THE DATA:
//! Key generation and management

use log::debug;
use num_bigint::{BigUint, RandBigInt};
use num_traits::{One, Zero};
use rand::{CryptoRng, RngCore};
use std::fmt;

#[cfg(feature = "serde")]
use serde::{Deserialize, Serialize};

use crate::error::{ElGamalError, Result};
use crate::params::{generate_parameters, DomainParameters};
use crate::utils::{mod_exp, secure_rng};

/// ElGamal public key
#[derive(Clone, Debug, PartialEq, Eq)]
#[cfg_attr(
    feature = "serde",
    derive(Serialize, Deserialize),
    serde(try_from = "RawPublicKey")
)]
pub struct PublicKey {
    pub(crate) g: BigUint, // Generator
    pub(crate) p: BigUint, // Prime modulus
    pub(crate) y: BigUint, // g^x mod p (public key component)
}

impl PublicKey {
    /// Create a public key from components, checking their ranges
    pub fn new(p: BigUint, g: BigUint, y: BigUint) -> Result<Self> {
        let key = PublicKey { g, p, y };
        key.validate()?;
        Ok(key)
    }

    /// Get the prime modulus
    pub fn modulus(&self) -> &BigUint {
        &self.p
    }

    /// Get the generator
    pub fn generator(&self) -> &BigUint {
        &self.g
    }

    /// Get the public component (g^x mod p)
    pub fn public_component(&self) -> &BigUint {
        &self.y
    }

    /// Get the bit size of the modulus
    pub fn bit_size(&self) -> u64 {
        self.p.bits()
    }

    /// Validate the public key
    pub fn validate(&self) -> Result<()> {
        if self.p <= BigUint::from(2u32) {
            return Err(ElGamalError::InvalidParameter(
                "Modulus p must be > 2".to_string(),
            ));
        }

        if self.g <= BigUint::one() || self.g >= self.p {
            return Err(ElGamalError::InvalidParameter(
                "Generator g must be in range (1, p)".to_string(),
            ));
        }

        if self.y.is_zero() || self.y >= self.p {
            return Err(ElGamalError::InvalidParameter(
                "Public component y must be in range (0, p)".to_string(),
            ));
        }

        Ok(())
    }
}

/// Unchecked wire form; deserialization goes through [`PublicKey::new`]
#[cfg(feature = "serde")]
#[derive(Deserialize)]
struct RawPublicKey {
    g: BigUint,
    p: BigUint,
    y: BigUint,
}

#[cfg(feature = "serde")]
impl TryFrom<RawPublicKey> for PublicKey {
    type Error = ElGamalError;

    fn try_from(raw: RawPublicKey) -> Result<Self> {
        PublicKey::new(raw.p, raw.g, raw.y)
    }
}

impl fmt::Display for PublicKey {
    fn fmt(&self, f: &mut fmt::Formatter<'_>) -> fmt::Result {
        write!(f, "PublicKey({} bits)", self.bit_size())
    }
}

/// ElGamal private key
///
/// Holds its public half. The secret exponent never appears in `Debug` or
/// `Display` output.
#[derive(Clone)]
pub struct PrivateKey {
    pub(crate) public: PublicKey,
    pub(crate) x: BigUint, // Secret exponent, 1 <= x < q
}

impl PrivateKey {
    /// Build a private key from domain parameters and a secret exponent in `[1, q)`
    pub fn from_components(params: &DomainParameters, x: BigUint) -> Result<Self> {
        if x.is_zero() || x >= params.q {
            return Err(ElGamalError::InvalidParameter(
                "Secret exponent x must be in range [1, q)".to_string(),
            ));
        }

        Ok(Self::derive(params, x))
    }

    fn derive(params: &DomainParameters, x: BigUint) -> Self {
        let y = mod_exp(&params.g, &x, &params.p);

        PrivateKey {
            public: PublicKey {
                g: params.g.clone(),
                p: params.p.clone(),
                y,
            },
            x,
        }
    }

    /// Get the public half of the key pair
    pub fn public_key(&self) -> &PublicKey {
        &self.public
    }

    /// Get the bit size of the modulus
    pub fn bit_size(&self) -> u64 {
        self.public.bit_size()
    }
}

impl fmt::Debug for PrivateKey {
    fn fmt(&self, f: &mut fmt::Formatter<'_>) -> fmt::Result {
        f.debug_struct("PrivateKey")
            .field("public", &self.public)
            .field("x", &"***")
            .finish()
    }
}

impl fmt::Display for PrivateKey {
    fn fmt(&self, f: &mut fmt::Formatter<'_>) -> fmt::Result {
        write!(f, "PrivateKey({} bits, ***)", self.bit_size())
    }
}

/// Generate a new ElGamal key pair with a `bit_size`-bit safe prime modulus
///
/// # Arguments
///
/// * `bit_size` - The bit size for the prime modulus
/// * `certainty` - Miller-Rabin rounds; a composite modulus slips through with probability at most 4^-certainty
///
/// # Example
///
/// ```rust
/// use elgamal::generate_key_pair;
///
/// let private_key = generate_key_pair(64, 20).expect("Failed to generate keys");
/// let public_key = private_key.public_key();
/// assert_eq!(public_key.bit_size(), 64);
/// ```
pub fn generate_key_pair(bit_size: u64, certainty: usize) -> Result<PrivateKey> {
    let params = generate_parameters(bit_size, certainty)?;
    generate_key_pair_from_parameters(&params)
}

/// Generate a key pair over existing domain parameters
pub fn generate_key_pair_from_parameters(params: &DomainParameters) -> Result<PrivateKey> {
    let mut rng = secure_rng()?;
    Ok(generate_key_pair_with_rng(params, &mut rng))
}

/// Generate a key pair over existing domain parameters, drawing `x` from `rng`
pub fn generate_key_pair_with_rng<R: RngCore + CryptoRng>(
    params: &DomainParameters,
    rng: &mut R,
) -> PrivateKey {
    // x uniform in [1, q - 1]
    let x = rng.gen_biguint_range(&BigUint::one(), &params.q);
    debug!("Derived {}-bit key pair", params.bit_size());

    PrivateKey::derive(params, x)
}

EXERCISE DETAILS: All lines of the data above must be returned exactly.

ANSWER TO THE EXERCISE:
//! Key generation and management

use log::debug;
use num_bigint::{BigUint, RandBigInt};
use num_traits::{One, Zero};
use rand::{CryptoRng, RngCore};
use std::fmt;

#[cfg(feature = "serde")]
use serde::{Deserialize, Serialize};

use crate::error::{ElGamalError, Result};
use crate::params::{generate_parameters, DomainParameters};
use crate::utils::{mod_exp, secure_rng};

/// ElGamal public key
#[derive(Clone, Debug, PartialEq, Eq)]
#[cfg_attr(
    feature = "serde",
    derive(Serialize, Deserialize),
    serde(try_from = "RawPublicKey")
)]
pub struct PublicKey {
    pub(crate) g: BigUint, // Generator
    pub(crate) p: BigUint, // Prime modulus
    pub(crate) y: BigUint, // g^x mod p (public key component)
}

impl PublicKey {
    /// Create a public key from components, checking their ranges
    pub fn new(p: BigUint, g: BigUint, y: BigUint) -> Result<Self> {
        let key = PublicKey { g, p, y };
        key.validate()?;
        Ok(key)
    }

    /// Get the prime modulus
    pub fn modulus(&self) -> &BigUint {
        &self.p
    }

    /// Get the generator
    pub fn generator(&self) -> &BigUint {
        &self.g
    }

    /// Get the public component (g^x mod p)
    pub fn public_component(&self) -> &BigUint {
        &self.y
    }

    /// Get the bit size of the modulus
    pub fn bit_size(&self) -> u64 {
        self.p.bits()
    }

    /// Validate the public key
    pub fn validate(&self) -> Result<()> {
        if self.p <= BigUint::from(2u32) {
            return Err(ElGamalError::InvalidParameter(
                "Modulus p must be > 2".to_string(),
            ));
        }

        if self.g <= BigUint::one() || self.g >= self.p {
            return Err(ElGamalError::InvalidParameter(
                "Generator g must be in range (1, p)".to_string(),
            ));
        }

        if self.y.is_zero() || self.y >= self.p {
            return Err(ElGamalError::InvalidParameter(
                "Public component y must be in range (0, p)".to_string(),
            ));
        }

        Ok(())
    }
}

/// Unchecked wire form; deserialization goes through [`PublicKey::new`]
#[cfg(feature = "serde")]
#[derive(Deserialize)]
struct RawPublicKey {
    g: BigUint,
    p: BigUint,
    y: BigUint,
}

#[cfg(feature = "serde")]
impl TryFrom<RawPublicKey> for PublicKey {
    type Error = ElGamalError;

    fn try_from(raw: RawPublicKey) -> Result<Self> {
        PublicKey::new(raw.p, raw.g, raw.y)
    }
}

impl fmt::Display for PublicKey {
    fn fmt(&self, f: &mut fmt::Formatter<'_>) -> fmt::Result {
        write!(f, "PublicKey({} bits)", self.bit_size())
    }
}

/// ElGamal private key
///
/// Holds its public half. The secret exponent never appears in `Debug` or
/// `Display` output.
#[derive(Clone)]
pub struct PrivateKey {
    pub(crate) public: PublicKey,
    pub(crate) x: BigUint, // Secret exponent, 1 <= x < q
}

impl PrivateKey {
    /// Build a private key from domain parameters and a secret exponent in `[1, q)`
    pub fn from_components(params: &DomainParameters, x: BigUint) -> Result<Self> {
        if x.is_zero() || x >= params.q {
            return Err(ElGamalError::InvalidParameter(
                "Secret exponent x must be in range [1, q)".to_string(),
            ));
        }

        Ok(Self::derive(params, x))
    }

    fn derive(params: &DomainParameters, x: BigUint) -> Self {
        let y = mod_exp(&params.g, &x, &params.p);

        PrivateKey {
            public: PublicKey {
                g: params.g.clone(),
                p: params.p.clone(),
                y,
            },
            x,
        }
    }

    /// Get the public half of the key pair
    pub fn public_key(&self) -> &PublicKey {
        &self.public
    }

    /// Get the bit size of the modulus
    pub fn bit_size(&self) -> u64 {
        self.public.bit_size()
    }
}

impl fmt::Debug for PrivateKey {
    fn fmt(&self, f: &mut fmt::Formatter<'_>) -> fmt::Result {
        f.debug_struct("PrivateKey")
            .field("public", &self.public)
            .field("x", &"***")
            .finish()
    }
}

impl fmt::Display for PrivateKey {
    fn fmt(&self, f: &mut fmt::Formatter<'_>) -> fmt::Result {
        write!(f, "PrivateKey({} bits, ***)", self.bit_size())
    }
}

/// Generate a new ElGamal key pair with a `bit_size`-bit safe prime modulus
///
/// # Arguments
///
/// * `bit_size` - The bit size for the prime modulus
/// * `certainty` - Miller-Rabin rounds; a composite modulus slips through with probability at most 4^-certainty
///
/// # Example
///
/// ```rust
/// use elgamal::generate_key_pair;
///
/// let private_key = generate_key_pair(64, 20).expect("Failed to generate keys");
/// let public_key = private_key.public_key();
/// assert_eq!(public_key.bit_size(), 64);
/// ```
pub fn generate_key_pair(bit_size: u64, certainty: usize) -> Result<PrivateKey> {
    let params = generate_parameters(bit_size, certainty)?;
    generate_key_pair_from_parameters(&params)
}

/// Generate a key pair over existing domain parameters
pub fn generate_key_pair_from_parameters(params: &DomainParameters) -> Result<PrivateKey> {
    let mut rng = secure_rng()?;
    Ok(generate_key_pair_with_rng(params, &mut rng))
}

/// Generate a key pair over existing domain parameters, drawing `x` from `rng`
pub fn generate_key_pair_with_rng<R: RngCore + CryptoRng>(
    params: &DomainParameters,
    rng: &mut R,
) -> PrivateKey {
    // x uniform in [1, q - 1]
    let x = rng.gen_biguint_range(&BigUint::one(), &params.q);
    debug!("Derived {}-bit key pair", params.bit_size());

    PrivateKey::derive(params, x)
}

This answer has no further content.